Re: New Version Notification for draft-kazuho-early-hints-status-code-00.txt

Thanks Kazuho for putting forward this draft.

Apache httpd will on next release properly process, and forward unannounced 1xx responses until a final response arrives (read: it currently does not, shame on me). I plan to add support for converting 103 headers into PUSHes, but am unable to promise that for the next release. It may or may not happen. Interestingly, I might use 103 responses just internally in httpd to let the HTTP/1 parts trigger a push before starting processing the complete response.

Any 'Accept-EH' headers for proxying h1 connections are configurable via the usual directives. So that part is easily handled.

I plan to forward any 103 responses to the client, regardless if 103 triggered PUSHes or not. I sensed agreement here that we ask h2 implementations to just cope with that. 

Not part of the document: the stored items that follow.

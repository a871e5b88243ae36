#[cfg(test)]
#[path = "config_test.rs"]
mod tests;

use std::env;

use anyhow::Result;
use clap::ArgMatches;
use clap::Command;
use dashmap::DashMap;
use once_cell::sync::Lazy;
use strum::EnumIter;
use strum::IntoEnumIterator;
use tokio::fs;

static CONFIG: Lazy<DashMap<String, String>> = Lazy::new(DashMap::new);

/// Environment override for the backend base address.
pub const BACKEND_URL_ENV: &str = "HELPDESK_BACKEND_URL";

#[derive(Clone, Copy, Eq, PartialEq, EnumIter, strum::Display)]
#[strum(serialize_all = "kebab-case")]
pub enum ConfigKey {
    BackendUrl,
    ConfigFile,
    UserId,
}

pub struct Config {}

impl Config {
    pub fn get(key: ConfigKey) -> String {
        if let Some(val) = CONFIG.get(&key.to_string()) {
            return val.to_string();
        }

        "".to_string()
    }

    pub fn set(key: ConfigKey, value: &str) {
        CONFIG.insert(key.to_string(), value.to_string());
    }

    pub fn default(key: ConfigKey) -> String {
        let config_path = dirs::config_dir()
            .unwrap_or_else(env::temp_dir)
            .join("helpdesk/config.toml");

        match key {
            ConfigKey::BackendUrl => {
                env::var(BACKEND_URL_ENV).unwrap_or_else(|_| "http://127.0.0.1:8000".to_string())
            }
            ConfigKey::UserId => "web_user".to_string(),
            ConfigKey::ConfigFile => config_path.to_string_lossy().to_string(),
        }
    }

    pub async fn load(matches: &ArgMatches) -> Result<()> {
        for key in ConfigKey::iter() {
            Config::set(key, &Config::default(key))
        }

        let mut config_file = Config::default(ConfigKey::ConfigFile);
        if let Some(arg_config_file) = matches.get_one::<String>(&ConfigKey::ConfigFile.to_string())
        {
            config_file = arg_config_file.to_string();
        }

        let config_path = std::path::PathBuf::from(config_file);
        if config_path.exists() {
            let toml_str = fs::read_to_string(config_path).await?;
            let doc = toml_str.parse::<toml_edit::Document>()?;

            for key in ConfigKey::iter() {
                if let Some(val) = doc.get(&key.to_string()) {
                    if let Some(val_str) = val.as_str() {
                        if val_str.is_empty() {
                            continue;
                        }
                        Config::set(key, val_str);
                    }
                }
            }
        }

        for key in ConfigKey::iter() {
            if let Ok(Some(val)) = matches.try_get_one::<String>(&key.to_string()) {
                if val.is_empty() {
                    continue;
                }
                Config::set(key, val)
            }
        }

        tracing::debug!(
            backend_url = Config::get(ConfigKey::BackendUrl),
            user_id = Config::get(ConfigKey::UserId),
            "config"
        );

        Ok(())
    }

    pub fn serialize_default(cmd: Command) -> String {
        ConfigKey::iter()
            .filter_map(|key| {
                if key == ConfigKey::ConfigFile {
                    return None;
                }

                let arg = cmd
                    .get_arguments()
                    .find(|e| e.get_long().unwrap_or_default() == key.to_string())?;

                let description = arg
                    .get_help()
                    .map(|help| help.to_string())
                    .unwrap_or_default()
                    .split("[default:")
                    .next()
                    .unwrap_or("")
                    .trim()
                    .to_string();

                Some(format!("# {description}\n{key} = \"{}\"", Config::default(key)))
            })
            .collect::<Vec<String>>()
            .join("\n\n")
    }
}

The question I have in regard to timing: is there any requirement on PUSH_PROMISES to arrive before a 103 or can that one come first. (There was some sensibility in regard to final responses, so prefetches could adapt in time).

-Stefan
 
> Am 01.11.2016 um 18:24 schrieb Mike Bishop <Michael.Bishop@microsoft.com>:
> 
> FWIW, our implementation should already ignore this response and process the final status code correctly.  If you have a public endpoint that returns a hint, we can all do a quick field test.
> 
> -----Original Message-----
> From: Cory Benfield [mailto:cory@lukasa.co.uk] 
> Sent: Tuesday, November 1, 2016 1:17 AM
> To: Julian Reschke <julian.reschke@gmx.de>
> Cc: Kazuho Oku <kazuhooku@gmail.com>; HTTP Working Group <ietf-http-wg@w3.org>
> Subject: Re: New Version Notification for draft-kazuho-early-hints-status-code-00.txt
> 
> 
>> On 1 Nov 2016, at 06:32, Julian Reschke <julian.reschke@gmx.de> wrote:
>> 
>> On 2016-11-01 02:32, Kazuho Oku wrote:
>>> Cory, Julian, thank you for looking into the I-D.
>>> 
>>> Thank you for looking into the existing implementations using Python.
>>> Your research makes it evident that some kind of negotiation is 
>>> mandatory if we are going to use 103 on the public Internet.
>> 
>> Having to negotiate it makes me sad.
> 
> I’m right there with you Julian. The 1XX response category gets to be another marker pointing us to the lesson the IETF has been learning for the past decade or so: extension points on a specification that no-one uses rust over time and become unusable.
> 
> In this case, I think the 1XX problem is more oversight than anything else. The problems in all these cases are tractable, and can be fairly easily fixed. It’s just that someone needs to spend that time.
> 
>>> For HTTP/2, my tendency leans toward using HTTP headers rather than 
>>> having its own way of negotiation, considering the fact that the 
>>> information transferred using Early Hints could be considered 
>>> end-to-end rather than hop-by-hop, and also that we can expect HPACK 
>>> to compress Accept-EH header efficiently.
>> 
>> For HTTP/2, I think we should push stronger to fix the code and not negotiate at all.
> 
> So for HTTP/2 the state of play is different. There are far fewer implementations, and those that exist are better and more actively developed. I’m happy to say for h2 that we don’t require negotiation of the extension.